Keep the scraper as upright as possible to avoid it digging
into the wood and damaging the surface.
After the first application of stripper has been scrapped off,
inspect the work piece, if large areas of paint are still in
place, repeat the process with another application of chemical. Be
aware that some types of paint may not be affected by the
chemicals in a particular brand of stripper - in this case you may
consider using an alternative brand or mechanically removing it.
The paste type of stripper is available 'ready for use' or as a
powder requiring the addition of water. Whichever type is used,
when the paste is ready for use, apply it to the painted surface
using a putty knife, take special care to ensure that it is
applied right into the bottom of any carving or other recesses.
You cannot see the chemical reaction taking place, so you have to
be patient and wait the specified time before pulling the paste
away - try a small area to begin with just to check what has
happened, the coats of paint should come away with the paste.

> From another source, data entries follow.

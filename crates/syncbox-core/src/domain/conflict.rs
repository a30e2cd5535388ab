//! Conflict resolution between a pending local change and a remote change
//!
//! A conflict exists when the same path has a queued local change and a
//! server-reported change since the last sync counter. Resolution compares
//! version markers: the side with the strictly newer marker wins, and on an
//! exact tie the server wins. The losing change is discarded and reported,
//! never retried.

use std::cmp::Ordering;

use chrono::{DateTime, Utc};
use serde::{Deserialize, Serialize};

use super::change::{ChangeKind, ChangeRecord};
use super::errors::SyncError;
use super::newtypes::{ChangeId, RelativePath};
use super::remote::RemoteChange;

/// Ordering key of one side of a conflict
///
/// Compared by modification time first, then revision.
#[derive(Debug, Clone, Copy, PartialEq, Eq, PartialOrd, Ord, Serialize, Deserialize)]
pub struct VersionMarker {
    pub modified_time: DateTime<Utc>,
    pub revision: u64,
}

impl VersionMarker {
    /// Marker of a local change; its revision is the server revision the
    /// edit was based on
    #[must_use]
    pub fn of_local(change: &ChangeRecord) -> Self {
        Self {
            modified_time: change.modified_time(),
            revision: change.server_revision().unwrap_or(0),
        }
    }

    #[must_use]
    pub fn of_remote(change: &RemoteChange) -> Self {
        Self {
            modified_time: change.modified_time,
            revision: change.revision,
        }
    }
}

/// Which side of a conflict prevailed
#[derive(Debug, Clone, Copy, PartialEq, Eq, Serialize, Deserialize)]
#[serde(rename_all = "snake_case")]
pub enum ConflictSide {
    Local,
    Remote,
}

impl ConflictSide {
    #[must_use]
    pub fn as_str(&self) -> &'static str {
        match self {
            Self::Local => "local",
            Self::Remote => "remote",
        }
    }
}

/// Outcome of comparing both sides
#[derive(Debug, Clone, Copy, PartialEq, Eq)]
pub enum ConflictDecision {
    /// Both sides hold the same content; only metadata needs refreshing
    Identical,
    /// The local change is applied, the remote change is dropped
    LocalWins,
    /// The remote change is applied, the local change is discarded
    RemoteWins,
}

/// Record of a resolved conflict, surfaced to the operator
#[derive(Debug, Clone, PartialEq, Eq, Serialize, Deserialize)]
pub struct ConflictReport {
    pub path: RelativePath,
    pub winner: ConflictSide,
    pub local_change_id: ChangeId,
    pub local_kind: ChangeKind,
    pub local_marker: VersionMarker,
    pub remote_marker: VersionMarker,
    pub remote_deleted: bool,
    pub detected_at: DateTime<Utc>,
}

impl ConflictReport {
    /// Short explanation of why the winner won
    #[must_use]
    pub fn reason(&self) -> String {
        match (self.winner, self.local_marker.cmp(&self.remote_marker)) {
            (ConflictSide::Local, _) => "local change is newer".to_string(),
            (ConflictSide::Remote, Ordering::Equal) => {
                "identical version markers, server wins the tie".to_string()
            }
            (ConflictSide::Remote, _) => "remote change is newer".to_string(),
        }
    }

    /// The report expressed in the sync error taxonomy
    #[must_use]
    pub fn to_error(&self) -> SyncError {
        SyncError::Conflict {
            path: self.path.to_string(),
            reason: self.reason(),
        }
    }
}

/// Decide which side of a same-path change pair is applied
#[must_use]
pub fn resolve_conflict(local: &ChangeRecord, remote: &RemoteChange) -> ConflictDecision {
    if same_content(local, remote) {
        return ConflictDecision::Identical;
    }

    if VersionMarker::of_local(local) > VersionMarker::of_remote(remote) {
        ConflictDecision::LocalWins
    } else {
        ConflictDecision::RemoteWins
    }
}

/// Build the report for a decided conflict
#[must_use]
pub fn conflict_report(
    local: &ChangeRecord,
    remote: &RemoteChange,
    winner: ConflictSide,
) -> ConflictReport {
    ConflictReport {
        path: local.path().clone(),
        winner,
        local_change_id: local.id(),
        local_kind: local.kind(),
        local_marker: VersionMarker::of_local(local),
        remote_marker: VersionMarker::of_remote(remote),
        remote_deleted: remote.is_deleted,
        detected_at: Utc::now(),
    }
}

fn same_content(local: &ChangeRecord, remote: &RemoteChange) -> bool {
    let local_deleted = local.kind() == ChangeKind::Delete;
    if local_deleted || remote.is_deleted {
        return local_deleted && remote.is_deleted;
    }
    if local.is_folder() || remote.is_folder {
        return local.is_folder() && remote.is_folder;
    }
    match (local.content_hash(), remote.content_hash.as_ref()) {
        (Some(l), Some(r)) => l == r,
        _ => false,
    }
}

No matter how careful you are when using chemicals, there will
always be small pieces of paint left on the surface, some may be
so small that they are not obvious to the eye. As a final stage,
apply a thin layer of stripper to the surface and carefully rub
over using medium or fine wire wool. Only use small pieces of the
wool at any one time and keep turning/replacing it so that a clean
area is always presented to the surface.
A surface stripped with chemicals needs to be neutralized
before applying fresh paint. So, using a constant supply of clean
rags, thoroughly wipe down the surface with white spirit or the
appropriate solvent recommended by the manufacturer of the
chemicals. Where the manufacturer recommends water to neutralize
the stripper, this often indicates a 'less harsh' stripper and the
use of water can raise the grain of the wood requiring addition
sanding before painting can be undertaken.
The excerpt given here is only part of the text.